Acoulina était belle en ce moment ; toute son âme s’ouvrait devant lui avec confiance, avec passion, s’épanouissait à le voir, se délectait de l’effet seul de sa présence… Et lui… il laissait tomber son bouquet dans les herbes, il tirait d’une poche de fantaisie de son paletot un petit verre rond monté en cuivre poli et l’assujettissait à son œil droit ; mais, malgré tous les efforts qu’il faisait pour le fixer en fronçant le sourcil, en haussant la joue, en s’aidant même d’un pli du nez, le verre s’échappait de cette loge convulsive et lui retombait dans la main.
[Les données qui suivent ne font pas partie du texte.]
pub mod api_response;
pub mod storage;
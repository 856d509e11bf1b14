use axum::{
    extract::{Extension, Path, State},
    http::StatusCode,
    Json,
};
use sqlx::types::Json as SqlJson;
use sqlx::PgPool;
use tracing::info;
use utoipa::OpenApi;
use uuid::Uuid;

use crate::db::models::requests::{ModerationRequest, RequestStatus, RequestType};
use crate::db::models::user::{
    AdminUpdateUser, Role, RoleChangeBody, UpdateProfile, User, UserSetup,
};
use crate::db::queries::requests::{create_request, find_pending_for_user};
use crate::middleware::auth::{Actor, ActorCache, AdminPolicy};
use crate::utils::api_response::ApiResponse;
use crate::workflow::approval::{
    artists_with_member, pending_artist_proposals, synthesize_solo_artist, SoloArtistSeed,
};
use crate::workflow::cleanup::{
    membership_removal_plan, stale_request_rejections, user_deletion_plan,
};
use crate::workflow::merge::{resolve_user_view, Viewer};
use crate::workflow::payload::{RoleChangePayload, UserEditPayload};
use crate::workflow::plan::{execute_batch, Statement};

const USER_COLUMNS: &str =
    "id, name, email, password_hash, role, image, location, bio, chapters, director_chapters, \
     created_at, updated_at";

/// A user row resolved for a viewer: the pending proposal (if any) overlaid
/// per the display policy.
pub async fn fetch_user_view(
    pool: &PgPool,
    user_id: Uuid,
    viewer: &Viewer,
) -> Result<Option<User>, sqlx::Error> {
    let Some(user) =
        sqlx::query_as::<_, User>(&format!("SELECT {USER_COLUMNS} FROM users WHERE id = $1"))
            .bind(user_id)
            .fetch_optional(pool)
            .await?
    else {
        return Ok(None);
    };

    let pending = find_pending_for_user(pool, user_id).await?;
    Ok(Some(resolve_user_view(&user, pending.as_ref(), viewer)))
}

fn payload_value<T: serde::Serialize>(payload: &T) -> Result<serde_json::Value, ApiResponse<()>> {
    serde_json::to_value(payload).map_err(|e| {
        ApiResponse::<()>::error(
            StatusCode::INTERNAL_SERVER_ERROR,
            "Failed to encode request payload",
            Some(serde_json::json!({ "error": e.to_string() })),
        )
    })
}

#[utoipa::path(
    get,
    path = "/users",
    responses(
        (status = 200, description = "List all users", body = [User]),
        (status = 500, description = "Failed to retrieve users")
    ),
    tag = "Users",
    security(("bearerAuth" = []))
)]
pub async fn get_all_users(
    State(pool): State<PgPool>,
) -> Result<ApiResponse<Vec<User>>, ApiResponse<()>> {
    let users =
        sqlx::query_as::<_, User>(&format!("SELECT {USER_COLUMNS} FROM users ORDER BY name"))
            .fetch_all(&pool)
            .await
            .map_err(|e| ApiResponse::<()>::db_error("Failed to retrieve users", e))?;

    Ok(ApiResponse::success(
        StatusCode::OK,
        "Users retrieved successfully",
        users,
    ))
}

#[utoipa::path(
    get,
    path = "/users/{id}",
    params(
        ("id" = Uuid, Path, description = "User ID")
    ),
    responses(
        (status = 200, description = "User resolved for the viewer", body = User),
        (status = 404, description = "User not found")
    ),
    tag = "Users",
    security(("bearerAuth" = []))
)]
pub async fn get_user(
    State(pool): State<PgPool>,
    Extension(actor): Extension<Actor>,
    Extension(policy): Extension<AdminPolicy>,
    Path(id): Path<Uuid>,
) -> Result<ApiResponse<User>, ApiResponse<()>> {
    let viewer = actor.viewer(&policy);
    let user = fetch_user_view(&pool, id, &viewer)
        .await
        .map_err(|e| ApiResponse::<()>::db_error("Failed to retrieve user", e))?
        .ok_or_else(|| ApiResponse::<()>::not_found("User not found"))?;

    Ok(ApiResponse::success(
        StatusCode::OK,
        "User retrieved successfully",
        user,
    ))
}

#[utoipa::path(
    put,
    path = "/users/me/profile",
    request_body = UpdateProfile,
    responses(
        (status = 200, description = "Profile updated directly (admin)"),
        (status = 201, description = "Profile edit submitted for review", body = ModerationRequest),
        (status = 409, description = "A matching request is already pending")
    ),
    tag = "Users",
    security(("bearerAuth" = []))
)]
pub async fn update_profile(
    State(pool): State<PgPool>,
    Extension(actor): Extension<Actor>,
    Extension(policy): Extension<AdminPolicy>,
    Extension(actor_cache): Extension<ActorCache>,
    Json(body): Json<UpdateProfile>,
) -> Result<ApiResponse<Option<ModerationRequest>>, ApiResponse<()>> {
    // Admins edit themselves directly; everyone else queues for review.
    if policy.is_admin(&actor.email) {
        let current = sqlx::query_as::<_, User>(&format!(
            "SELECT {USER_COLUMNS} FROM users WHERE id = $1"
        ))
        .bind(actor.id)
        .fetch_optional(&pool)
        .await
        .map_err(|e| ApiResponse::<()>::db_error("Failed to retrieve user", e))?
        .ok_or_else(|| ApiResponse::<()>::not_found("User not found"))?;

        execute_batch(
            &pool,
            vec![Statement::UpdateUserProfile {
                user_id: actor.id,
                name: body.name.or(current.name),
                location: body.location.or(current.location),
                bio: body.bio.or(current.bio),
                chapters: body.chapters.unwrap_or(current.chapters.0),
                role: body.role.unwrap_or(current.role),
                director_chapters: body
                    .director_chapters
                    .or(current.director_chapters.map(|d| d.0)),
            }],
        )
        .await
        .map_err(|e| ApiResponse::<()>::db_error("Failed to update profile", e))?;

        actor_cache.invalidate(&actor.id);
        return Ok(ApiResponse::success(StatusCode::OK, "Profile updated", None));
    }

    let payload = UserEditPayload {
        name: body.name,
        location: body.location,
        bio: body.bio,
        chapters: body.chapters,
        role: body.role,
        director_chapters: body.director_chapters,
    };

    let request = create_request(
        &pool,
        actor.id,
        RequestType::UserEdit,
        Some(actor.id),
        payload_value(&payload)?,
    )
    .await?;

    Ok(ApiResponse::success(
        StatusCode::CREATED,
        "Profile edit submitted for review",
        Some(request),
    ))
}

#[utoipa::path(
    post,
    path = "/users/me/role",
    request_body = RoleChangeBody,
    responses(
        (status = 201, description = "Role change submitted for review", body = ModerationRequest),
        (status = 409, description = "A matching request is already pending")
    ),
    tag = "Users",
    security(("bearerAuth" = []))
)]
pub async fn submit_role_change(
    State(pool): State<PgPool>,
    Extension(actor): Extension<Actor>,
    Json(body): Json<RoleChangeBody>,
) -> Result<ApiResponse<ModerationRequest>, ApiResponse<()>> {
    // There is no privileged direct path for self role changes; even admins
    // go through the queue.
    let payload = RoleChangePayload {
        role: body.role,
        location: body.location,
        bio: body.bio,
        chapters: None,
        director_chapters: if body.director_chapters.is_empty() {
            None
        } else {
            Some(body.director_chapters)
        },
    };

    let request = create_request(
        &pool,
        actor.id,
        RequestType::RoleChange,
        Some(actor.id),
        payload_value(&payload)?,
    )
    .await?;

    Ok(ApiResponse::success(
        StatusCode::CREATED,
        "Role change submitted for review",
        request,
    ))
}

#[utoipa::path(
    post,
    path = "/users/me/setup",
    request_body = UserSetup,
    responses(
        (status = 200, description = "Setup applied; role request queued when a performing role was chosen"),
        (status = 409, description = "A matching role request is already pending")
    ),
    tag = "Users",
    security(("bearerAuth" = []))
)]
pub async fn user_setup(
    State(pool): State<PgPool>,
    Extension(actor): Extension<Actor>,
    Json(body): Json<UserSetup>,
) -> Result<ApiResponse<Option<ModerationRequest>>, ApiResponse<()>> {
    // Basics apply directly; a performing role still needs approval.
    execute_batch(
        &pool,
        vec![Statement::UpdateUserBasics {
            user_id: actor.id,
            location: body.location.clone(),
            bio: body.bio.clone(),
            chapters: body.chapters.clone(),
        }],
    )
    .await
    .map_err(|e| ApiResponse::<()>::db_error("Failed to apply setup", e))?;

    let request = match body.role {
        Some(role) if role != Role::Audience => {
            let payload = RoleChangePayload {
                role,
                location: body.location,
                bio: body.bio,
                chapters: Some(body.chapters),
                director_chapters: if body.director_chapters.is_empty() {
                    None
                } else {
                    Some(body.director_chapters)
                },
            };
            Some(
                create_request(
                    &pool,
                    actor.id,
                    RequestType::RoleChange,
                    Some(actor.id),
                    payload_value(&payload)?,
                )
                .await?,
            )
        }
        _ => None,
    };

    Ok(ApiResponse::success(
        StatusCode::OK,
        "Setup applied",
        request,
    ))
}

#[utoipa::path(
    put,
    path = "/users/{id}",
    params(
        ("id" = Uuid, Path, description = "User ID")
    ),
    request_body = AdminUpdateUser,
    responses(
        (status = 200, description = "User updated directly"),
        (status = 403, description = "Administrator privileges required"),
        (status = 404, description = "User not found")
    ),
    tag = "Users",
    security(("bearerAuth" = []))
)]
pub async fn admin_update_user(
    State(pool): State<PgPool>,
    Extension(actor): Extension<Actor>,
    Extension(policy): Extension<AdminPolicy>,
    Extension(actor_cache): Extension<ActorCache>,
    Path(id): Path<Uuid>,
    Json(body): Json<AdminUpdateUser>,
) -> Result<ApiResponse<()>, ApiResponse<()>> {
    if !policy.is_admin(&actor.email) {
        return Err(ApiResponse::<()>::forbidden(
            "Administrator privileges required",
        ));
    }

    let image = sqlx::query_scalar::<_, Option<String>>("SELECT image FROM users WHERE id = $1")
        .bind(id)
        .fetch_optional(&pool)
        .await
        .map_err(|e| ApiResponse::<()>::db_error("Failed to retrieve user", e))?
        .ok_or_else(|| ApiResponse::<()>::not_found("User not found"))?;

    let mut statements = vec![Statement::UpdateUserProfile {
        user_id: id,
        name: body.name.clone(),
        location: body.location.clone(),
        bio: body.bio.clone(),
        chapters: body.chapters.clone(),
        role: body.role,
        director_chapters: if body.director_chapters.is_empty() {
            None
        } else {
            Some(body.director_chapters.clone())
        },
    }];

    // A direct admin edit can settle the request it was reviewing.
    if let Some(review_request_id) = body.review_request_id {
        statements.push(Statement::SetRequestStatus {
            request_id: review_request_id,
            status: RequestStatus::Approved,
        });
    }

    if body.role.is_performing() {
        let owned_artist_exists = sqlx::query_scalar::<_, bool>(
            "SELECT EXISTS(SELECT 1 FROM artists WHERE owner_id = $1)",
        )
        .bind(id)
        .fetch_one(&pool)
        .await
        .map_err(|e| ApiResponse::<()>::db_error("Failed to check owned artists", e))?;

        if !owned_artist_exists {
            let seed = SoloArtistSeed {
                name: body.name.clone(),
                image,
                chapters: SqlJson(body.chapters.clone()),
            };
            statements.push(synthesize_solo_artist(
                id,
                body.name,
                body.location,
                body.bio,
                &seed,
            ));
        }
    } else if body.role == Role::Audience {
        let member_artists = artists_with_member(&pool, id)
            .await
            .map_err(|e| ApiResponse::<()>::db_error("Failed to scan memberships", e))?;
        let pending = pending_artist_proposals(&pool)
            .await
            .map_err(|e| ApiResponse::<()>::db_error("Failed to scan pending requests", e))?;

        statements.extend(membership_removal_plan(id, &member_artists));
        statements.extend(stale_request_rejections(id, &pending));
    }

    execute_batch(&pool, statements)
        .await
        .map_err(|e| ApiResponse::<()>::db_error("Failed to update user", e))?;

    // The cached actor may still carry the old role; drop it so the next
    // request re-reads the row.
    actor_cache.invalidate(&id);

    info!(user_id = %id, "user updated by admin");
    Ok(ApiResponse::success(StatusCode::OK, "User updated", ()))
}

#[utoipa::path(
    delete,
    path = "/users/{id}",
    params(
        ("id" = Uuid, Path, description = "User ID")
    ),
    responses(
        (status = 200, description = "User and dependent rows deleted"),
        (status = 403, description = "Administrator privileges required"),
        (status = 404, description = "User not found")
    ),
    tag = "Users",
    security(("bearerAuth" = []))
)]
pub async fn delete_user(
    State(pool): State<PgPool>,
    Extension(actor): Extension<Actor>,
    Extension(policy): Extension<AdminPolicy>,
    Extension(actor_cache): Extension<ActorCache>,
    Path(id): Path<Uuid>,
) -> Result<ApiResponse<()>, ApiResponse<()>> {
    if !policy.is_admin(&actor.email) {
        return Err(ApiResponse::<()>::forbidden(
            "Administrator privileges required",
        ));
    }

    let exists = sqlx::query_scalar::<_, bool>("SELECT EXISTS(SELECT 1 FROM users WHERE id = $1)")
        .bind(id)
        .fetch_one(&pool)
        .await
        .map_err(|e| ApiResponse::<()>::db_error("Failed to check user", e))?;
    if !exists {
        return Err(ApiResponse::<()>::not_found("User not found"));
    }

    // The cascade needs every artist row to split owned acts from mere
    // memberships, plus the pending proposals that may reference the user.
    let all_artists = sqlx::query_as::<_, crate::db::models::artist::Artist>(
        "SELECT id, name, location, bio, image, image_preference, owner_id, members, status, \
         chapters, created_at FROM artists",
    )
    .fetch_all(&pool)
    .await
    .map_err(|e| ApiResponse::<()>::db_error("Failed to scan artists", e))?;

    let pending = pending_artist_proposals(&pool)
        .await
        .map_err(|e| ApiResponse::<()>::db_error("Failed to scan pending requests", e))?;

    let plan = user_deletion_plan(id, &all_artists, &pending);
    execute_batch(&pool, plan)
        .await
        .map_err(|e| ApiResponse::<()>::db_error("Failed to delete user", e))?;

    // A cached actor would keep the deleted user's token working.
    actor_cache.invalidate(&id);

    info!(user_id = %id, "user deleted");
    Ok(ApiResponse::success(StatusCode::OK, "User deleted", ()))
}

#[derive(OpenApi)]
#[openapi(
    paths(
        get_all_users,
        get_user,
        update_profile,
        submit_role_change,
        user_setup,
        admin_update_user,
        delete_user
    ),
    components(schemas(User, UpdateProfile, RoleChangeBody, UserSetup, AdminUpdateUser, Role)),
    tags(
        (name = "Users", description = "Membership profiles and the self-service edit entry points")
    )
)]
pub struct UserDoc;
« Qu’est-ce que c’est que cela ? lui demanda Acoulina étonnée.

— Un lorgnon, répondit Victor d’un ton d’importance ; cela s’appelle un lorgnon.

— À quoi cela sert-il ?

— À voir mieux.

— Permettez que j’essaye. »

Victor fit un peu la moue, mais il lui mit dans la main le verre poli, non sans lui dire sèchement :

« Tiens, et ne va pas me le casser !

— Soyez tranquille, je n’ai pas la main si rude. (Elle porta l’objet à son œil.) Je ne vois rien du tout, ajouta-t-elle..

— Mais ferme donc l’œil, ferme donc l’œil ! dit-il du ton d’un précepteur mécontent de son élève. (Elle ferme l’œil devant lequel elle tient le lorgnon.) Eh ! pas cet œil, pas celui-ci, imbécile ! L’autre… l’autre donc ! » s’écriait Victor qui, sans lui donner le temps de corriger sa faute, lui retira le lorgnon.

Acoulina rougit, pensa rire et s’en abstint, puis en détournant la tête elle dit :

« On voit bien que ces choses-là ne sont pas pour nous autres.

— Pour les filles de village ? il ne manquerait plus que cela »

La pauvre Acoulina ne répondit point et poussa un gros soupir.